Musings on a snowy day indoors on the BAFTA awards and other stuff ... it was amusing (for a while anyway) seeing the impossible-to-get-away-from-here Stephen Fry hosting, spouting a beard and commenting on the amount of actors who had come with their beards (cue Clooney, Jackman, Cooper, Bardem, Affleck, Phoenix, all spouting lots of facial hair - is this a new trend? I shaved off my own beard in my late 30s when it was getting a bit too greyish ....) .
One actor not there was veteran Terence Stamp, but he turned up next morning on breakfast tv, to promote this new film SONG FOR MARION (another of the 'movies for and by oldies') which teams him with that other great '60s survivor Vanessa Redgrave. Stamp, always so stylish and clothes conscious, looked smart and dapper, if older, at 74 now.  I did a post on him recently here, (Stamp label), on his role TOBY DAMMIT for Fellini in 1968.  Terence was pleased that another veteran, 85 year old Emmanuelle Riva had won the BAFTA Best Actress award for AMOUR, and I had to agree with his comment that it was a shame that Trintignant "so beautiful when he was young" as Terry said, was also not nominated for that very brave performance.

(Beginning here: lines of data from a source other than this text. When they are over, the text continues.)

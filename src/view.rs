use crate::host::ApiStyles;
use crate::state::{BlockState, RenderState};
use crate::utils::host_label;
use crate::LinkData;
use std::collections::BTreeMap;

/// Tool CSS class names. The host injects the actual styling; the render
/// layer only emits the hooks.
pub mod css {
    pub const BASE: &str = "link-tool";
    pub const BASE_LOADING: &str = "link-tool--loading";
    pub const BASE_ERROR: &str = "link-tool--error";
    pub const INPUT_HOLDER: &str = "link-tool__input-holder";
    pub const INPUT_HOLDER_ERROR: &str = "link-tool__input-holder--error";
    pub const INPUT: &str = "link-tool__input";
    pub const PROGRESS: &str = "link-tool__progress";
    pub const PROGRESS_LOADING: &str = "link-tool__progress--loading";
    pub const CONTENT: &str = "link-tool__content";
    pub const CONTENT_RENDERED: &str = "link-tool__content--rendered";
    pub const IMAGE: &str = "link-tool__image";
    pub const TITLE: &str = "link-tool__title";
    pub const DESCRIPTION: &str = "link-tool__description";
    pub const ANCHOR: &str = "link-tool__anchor";
}

/// One node of the rendered subtree. The host materializes this into its
/// display surface; for the block it doubles as the testable render output.
#[derive(Debug, Clone, PartialEq, Eq)]
pub struct Element {
    pub tag: &'static str,
    pub classes: Vec<String>,
    pub attrs: BTreeMap<&'static str, String>,
    pub text: Option<String>,
    pub children: Vec<Element>,
}

impl Element {
    pub fn new(tag: &'static str) -> Self {
        Self {
            tag,
            classes: Vec::new(),
            attrs: BTreeMap::new(),
            text: None,
            children: Vec::new(),
        }
    }

    pub fn class(mut self, name: impl Into<String>) -> Self {
        self.classes.push(name.into());
        self
    }

    pub fn attr(mut self, name: &'static str, value: impl Into<String>) -> Self {
        self.attrs.insert(name, value.into());
        self
    }

    pub fn text(mut self, value: impl Into<String>) -> Self {
        self.text = Some(value.into());
        self
    }

    pub fn child(mut self, child: Element) -> Self {
        self.children.push(child);
        self
    }

    pub fn has_class(&self, name: &str) -> bool {
        self.classes.iter().any(|c| c == name)
    }

    /// Depth-first lookup by class name.
    pub fn find(&self, class: &str) -> Option<&Element> {
        if self.has_class(class) {
            return Some(self);
        }
        self.children.iter().find_map(|child| child.find(class))
    }
}

/// Render is a pure function of state + data: the mounted subtree follows
/// `BlockState`, the loading and error indicators ride along as modifier
/// classes on the container.
pub fn render(
    state: &RenderState,
    data: &LinkData,
    input_text: &str,
    placeholder: &str,
    read_only: bool,
    styles: &ApiStyles,
) -> Element {
    let mut root = Element::new("div").class(css::BASE);
    if state.loading {
        root = root.class(css::BASE_LOADING);
    }
    if state.error {
        root = root.class(css::BASE_ERROR);
    }

    match state.state {
        BlockState::Edit => {
            root.child(render_input(state, input_text, placeholder, read_only, styles))
        }
        BlockState::View => root.child(render_preview(data)),
    }
}

fn render_input(
    state: &RenderState,
    input_text: &str,
    placeholder: &str,
    read_only: bool,
    styles: &ApiStyles,
) -> Element {
    let mut holder = Element::new("div").class(css::INPUT_HOLDER);
    if state.error {
        holder = holder.class(css::INPUT_HOLDER_ERROR);
    }

    let mut progress = Element::new("label").class(css::PROGRESS);
    if state.loading {
        progress = progress.class(css::PROGRESS_LOADING);
    }

    let input = Element::new("div")
        .class(styles.input.clone())
        .class(css::INPUT)
        .attr("contenteditable", if read_only { "false" } else { "true" })
        .attr("data-placeholder", placeholder)
        .text(input_text);

    holder.child(progress).child(input)
}

/// Preview card: image, title and description nodes are omitted entirely
/// when the corresponding meta field is absent, never rendered empty.
fn render_preview(data: &LinkData) -> Element {
    let mut content = Element::new("a")
        .class(css::CONTENT)
        .class(css::CONTENT_RENDERED)
        .attr("href", data.link.clone())
        .attr("target", "_blank")
        .attr("rel", "nofollow noindex noreferrer");

    if let Some(image_url) = data.image_url() {
        content = content.child(
            Element::new("div")
                .class(css::IMAGE)
                .attr("style", format!("background-image: url({image_url});")),
        );
    }
    if let Some(title) = data.title() {
        content = content.child(Element::new("p").class(css::TITLE).text(title));
    }
    if let Some(description) = data.description() {
        content = content.child(Element::new("p").class(css::DESCRIPTION).text(description));
    }

    content.child(
        Element::new("span")
            .class(css::ANCHOR)
            .text(host_label(&data.link)),
    )
}

#[cfg(test)]
mod tests {
    use super::*;
    use crate::MetaMap;
    use serde_json::json;

    fn full_meta() -> MetaMap {
        let mut meta = MetaMap::new();
        meta.insert("title".into(), json!("Example"));
        meta.insert("description".into(), json!("A page"));
        meta.insert("image".into(), json!({ "url": "https://e.com/p.png" }));
        meta
    }

    fn rendered(data: &LinkData) -> Element {
        render(
            &RenderState::for_data(data),
            data,
            &data.link,
            "Link",
            false,
            &ApiStyles::default(),
        )
    }

    #[test]
    fn empty_meta_mounts_the_input_affordance() {
        let root = rendered(&LinkData::default());
        assert!(root.find(css::INPUT).is_some());
        assert!(root.find(css::CONTENT).is_none());
    }

    #[test]
    fn fetched_meta_mounts_the_preview_without_input() {
        let data = LinkData::new("https://example.com/a/b", full_meta());
        let root = rendered(&data);

        assert!(root.find(css::INPUT).is_none());
        let content = root.find(css::CONTENT).unwrap();
        assert_eq!(content.attrs.get("href").map(String::as_str), Some(data.link.as_str()));
        assert_eq!(
            root.find(css::ANCHOR).unwrap().text.as_deref(),
            Some("example.com")
        );
    }

    #[test]
    fn absent_meta_fields_are_omitted_not_empty() {
        let mut meta = MetaMap::new();
        meta.insert("title".into(), json!("Only a title"));
        let root = rendered(&LinkData::new("https://e.com", meta));

        assert!(root.find(css::TITLE).is_some());
        assert!(root.find(css::DESCRIPTION).is_none());
        assert!(root.find(css::IMAGE).is_none());
    }

    #[test]
    fn unparseable_link_labels_fall_back_verbatim() {
        let data = LinkData::new("not a url", full_meta());
        let root = rendered(&data);
        assert_eq!(
            root.find(css::ANCHOR).unwrap().text.as_deref(),
            Some("not a url")
        );
    }

    #[test]
    fn error_and_loading_ride_as_modifier_classes() {
        let data = LinkData::default();
        let mut state = RenderState::for_data(&data);
        state.begin_fetch();
        let root = render(&state, &data, "", "Link", false, &ApiStyles::default());
        assert!(root.has_class(css::BASE_LOADING));
        assert!(root.find(css::PROGRESS_LOADING).is_some());

        state.fetch_failed();
        state.finish_loading();
        let root = render(&state, &data, "", "Link", false, &ApiStyles::default());
        assert!(root.has_class(css::BASE_ERROR));
        assert!(root.find(css::INPUT_HOLDER_ERROR).is_some());
        assert!(!root.has_class(css::BASE_LOADING));
    }

    #[test]
    fn read_only_input_is_not_editable() {
        let data = LinkData::default();
        let root = render(
            &RenderState::for_data(&data),
            &data,
            "",
            "Link",
            true,
            &ApiStyles::default(),
        );
        let input = root.find(css::INPUT).unwrap();
        assert_eq!(
            input.attrs.get("contenteditable").map(String::as_str),
            Some("false")
        );
    }

    #[test]
    fn input_placeholder_comes_from_the_caller() {
        let data = LinkData::default();
        let root = render(
            &RenderState::for_data(&data),
            &data,
            "",
            "Lien",
            false,
            &ApiStyles::default(),
        );
        let input = root.find(css::INPUT).unwrap();
        assert_eq!(
            input.attrs.get("data-placeholder").map(String::as_str),
            Some("Lien")
        );
    }
}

Also in the news lately, is that other veteran: Gina Lollobrigida, also 85, with those stories about a fake marriage by proxy.  Here, in "The Sunday Times", Gina gave her version of events and is seen posed in front of that 1954 photo I have used here before, of her with Marilyn Monroe, in this photo by Nick Cornish. Marilyn had told her that she Marilyn was the American Gina Lollobrigida! Gina also says Marilyn was "modest, an exceptional woman. I was fond of her because she was really undefended and what happened to her happened becasue she wasn't a strong character. I was strong and I defended myself more". She also referred to the time when Howard Hughes was chasing her, he was the most persistent suitor she ever had.

Meanwhile, also in the news here, is a new food scare with horsemeat, labelled as beef, found in ready-meals, burgers and kebabs. Seemingly to originate from horses in Romania, but now also found in abbatoirs and processing plants here in the UK. Thankfully I do not use those kind of meals ..... but did eat horse once in France, in the '70s, but did not know what it was until afterwards, it did taste sweeter than usual beef though .... here is that marvellous round-up scene from Huston's THE MISFITS where the mustangs were caught and sold for pet-food. Now, its food for humans ...
Meanwhile, good to see the run of THE JUDAS KISS continues until April - we saw this last year, as per review (theatre label), and it has been a success, and is now back in business in London's west end, with career-best notices for Rupert Everett.  His latest book of memoirs "Vanished Years" is also in my pending pile to read, that attracted rave reviews too. My next theatre date is next week, for that well-received revival of PRIVATES ON PARADE, more on that then.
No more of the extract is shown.